DATA RECORDS below:

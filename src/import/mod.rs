//! Ingestion action: foreign-key reconciliation and transactional batch insert.
//!
//! [`ImportAction::run`] consumes an [`ImportBatch`] of validated rows:
//!
//! 1. every row is mapped to a store record (nothing is written if one cannot be);
//! 2. ids referenced through the kind's foreign-key column that are missing from the store get a
//!    placeholder record, created concurrently;
//! 3. all records are inserted in one store transaction.
//!
//! Failures at any step are logged, reported to the configured observer and returned as
//! [`ActionResult::Failure`]; the action never returns an error or panics on store failures.
//!
//! ```rust
//! use std::sync::Arc;
//!
//! use csv_seeder::import::ImportAction;
//! use csv_seeder::ingestion::ImportOptions;
//! use csv_seeder::persistence::MemoryStore;
//! use csv_seeder::types::{EntityKind, ImportBatch, ParsedRow, UserId};
//!
//! # fn main() -> Result<(), csv_seeder::ImportError> {
//! let action = ImportAction::new(Arc::new(MemoryStore::new()), ImportOptions::default())?;
//! let batch = ImportBatch::new(
//!     EntityKind::Type,
//!     vec![ParsedRow::from_pairs([("name", "Books")])],
//! );
//! let result = action.run(batch, &UserId::new("nobody"));
//! assert_eq!(result.count(), Some(1));
//! # Ok(())
//! # }
//! ```

mod records;

use std::collections::HashSet;
use std::fmt;
use std::sync::Arc;

use serde::Serialize;

use crate::error::{ImportError, ImportResult};
use crate::execution::{ExecutionEngine, TracingExecutionObserver};
use crate::ingestion::observability::{report, ImportContext, ImportStage, ImportStats};
use crate::ingestion::ImportOptions;
use crate::persistence::{Filter, Record, Store};
use crate::types::{EntityKind, ForeignKey, ImportBatch, ParsedRow, UserId};

use records::{placeholder, record_from_row};

/// Outcome of [`ImportAction::run`]: a row count or an error message, never both.
#[derive(Debug, Clone, PartialEq, Eq, Serialize)]
#[serde(tag = "status", rename_all = "snake_case")]
pub enum ActionResult {
    Success {
        /// Rows inserted.
        count: usize,
        /// Ids of placeholder dependency records created for this batch.
        placeholders: Vec<String>,
    },
    Failure {
        message: String,
    },
}

impl ActionResult {
    pub fn is_success(&self) -> bool {
        matches!(self, Self::Success { .. })
    }

    /// Inserted row count on success.
    pub fn count(&self) -> Option<usize> {
        match self {
            Self::Success { count, .. } => Some(*count),
            Self::Failure { .. } => None,
        }
    }

    /// Error message on failure.
    pub fn error(&self) -> Option<&str> {
        match self {
            Self::Success { .. } => None,
            Self::Failure { message } => Some(message),
        }
    }
}

struct Inserted {
    count: usize,
    placeholders: Vec<String>,
}

/// Imports validated batches into a [`Store`].
pub struct ImportAction<S: Store> {
    store: Arc<S>,
    engine: ExecutionEngine,
    options: ImportOptions,
}

impl<S: Store> fmt::Debug for ImportAction<S> {
    fn fmt(&self, f: &mut fmt::Formatter<'_>) -> fmt::Result {
        f.debug_struct("ImportAction")
            .field("options", &self.options)
            .finish_non_exhaustive()
    }
}

impl<S: Store> ImportAction<S> {
    /// Create an action writing to `store`. Fails only if the worker pool cannot be built.
    pub fn new(store: Arc<S>, options: ImportOptions) -> ImportResult<Self> {
        let engine = ExecutionEngine::new(options.execution.clone())?
            .with_observer(Arc::new(TracingExecutionObserver));
        Ok(Self {
            store,
            engine,
            options,
        })
    }

    pub fn store(&self) -> &Arc<S> {
        &self.store
    }

    /// Engine running the concurrent placeholder creates; exposes its metrics.
    pub fn engine(&self) -> &ExecutionEngine {
        &self.engine
    }

    /// Import `batch` on behalf of `actor`.
    pub fn run(&self, batch: ImportBatch, actor: &UserId) -> ActionResult {
        let ctx = ImportContext {
            stage: ImportStage::Persistence,
            kind: Some(batch.kind),
            rows: batch.len(),
        };
        tracing::debug!(kind = %batch.kind, rows = batch.len(), actor = %actor, "importing batch");

        match self.try_run(batch, actor) {
            Ok(inserted) => {
                tracing::info!(
                    kind = ?ctx.kind,
                    count = inserted.count,
                    placeholders = inserted.placeholders.len(),
                    "batch imported"
                );
                let stats = ImportStats {
                    rows: inserted.count,
                    placeholders: inserted.placeholders.len(),
                };
                self.report(&ctx, Ok(stats));
                ActionResult::Success {
                    count: inserted.count,
                    placeholders: inserted.placeholders,
                }
            }
            Err(e) => {
                tracing::error!(kind = ?ctx.kind, rows = ctx.rows, error = %e, "error importing batch");
                self.report(&ctx, Err(&e));
                ActionResult::Failure {
                    message: e.to_string(),
                }
            }
        }
    }

    fn try_run(&self, batch: ImportBatch, actor: &UserId) -> ImportResult<Inserted> {
        let ImportBatch { kind, rows } = batch;

        let records = rows
            .iter()
            .enumerate()
            .map(|(idx, row)| record_from_row(kind, idx + 1, row, actor))
            .collect::<ImportResult<Vec<Record>>>()?;

        if kind.is_user_owned() && self.store.find_by_id(EntityKind::User, actor.as_str())?.is_none() {
            return Err(ImportError::UnknownUser {
                id: actor.to_string(),
            });
        }

        let placeholders = match kind.foreign_key() {
            Some(fk) => self.reconcile(fk, &rows)?,
            None => Vec::new(),
        };

        let count = records.len();
        self.store.transaction(move |tx| {
            for record in records {
                tx.create(record)?;
            }
            Ok(count)
        })?;

        Ok(Inserted {
            count,
            placeholders,
        })
    }

    /// Create placeholders for referenced ids missing from the store; returns their ids.
    ///
    /// Creates are independent: if one fails, the first error is returned and placeholders
    /// already created stay in the store.
    fn reconcile(&self, fk: ForeignKey, rows: &[ParsedRow]) -> ImportResult<Vec<String>> {
        let referenced = distinct_values(rows, fk.column);
        if referenced.is_empty() {
            return Ok(Vec::new());
        }

        let existing: HashSet<String> = self
            .store
            .find_many(fk.target, &Filter::IdIn(referenced.clone()))?
            .into_iter()
            .map(|r| r.id().to_string())
            .collect();
        let missing: Vec<String> = referenced
            .into_iter()
            .filter(|id| !existing.contains(id))
            .collect();
        if missing.is_empty() {
            return Ok(Vec::new());
        }
        tracing::debug!(target_kind = %fk.target, missing = missing.len(), "creating placeholders");

        let store = &*self.store;
        let created = self.engine.run_all(missing, |id: String| -> ImportResult<String> {
            let record = store.create(placeholder(fk.target, &id)?)?;
            tracing::debug!(target_kind = %fk.target, id = %record.id(), "placeholder created");
            Ok(id)
        });
        created.into_iter().collect()
    }

    fn report(&self, ctx: &ImportContext, result: Result<ImportStats, &ImportError>) {
        report(
            self.options.observer.as_ref(),
            self.options.alert_at_or_above,
            ctx,
            result,
        );
    }
}

/// Distinct non-blank trimmed values of `column`, in first-seen order.
fn distinct_values(rows: &[ParsedRow], column: &str) -> Vec<String> {
    let mut seen = HashSet::new();
    rows.iter()
        .filter_map(|row| row.get(column))
        .map(str::trim)
        .filter(|v| !v.is_empty())
        .filter(|v| seen.insert(v.to_string()))
        .map(str::to_string)
        .collect()
}

#[cfg(test)]
mod tests {
    use super::distinct_values;
    use crate::types::ParsedRow;

    #[test]
    fn distinct_values_keep_first_seen_order() {
        let rows = vec![
            ParsedRow::from_pairs([("type_id", "2")]),
            ParsedRow::from_pairs([("type_id", " 1 ")]),
            ParsedRow::from_pairs([("type_id", "2")]),
            ParsedRow::from_pairs([("type_id", "")]),
            ParsedRow::from_pairs([("type_id", "1")]),
        ];
        assert_eq!(distinct_values(&rows, "type_id"), vec!["2".to_string(), "1".to_string()]);
    }
}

End of DATA RECORDS.

### TRY IT
Above are the entries; copy every line among them that contains the word "ImportAction".

### EXERCISE RESPONSE
//! [`ImportAction::run`] consumes an [`ImportBatch`] of validated rows:
//! use csv_seeder::import::ImportAction;
//! let action = ImportAction::new(Arc::new(MemoryStore::new()), ImportOptions::default())?;
/// Outcome of [`ImportAction::run`]: a row count or an error message, never both.
pub struct ImportAction<S: Store> {
impl<S: Store> fmt::Debug for ImportAction<S> {
        f.debug_struct("ImportAction")
impl<S: Store> ImportAction<S> {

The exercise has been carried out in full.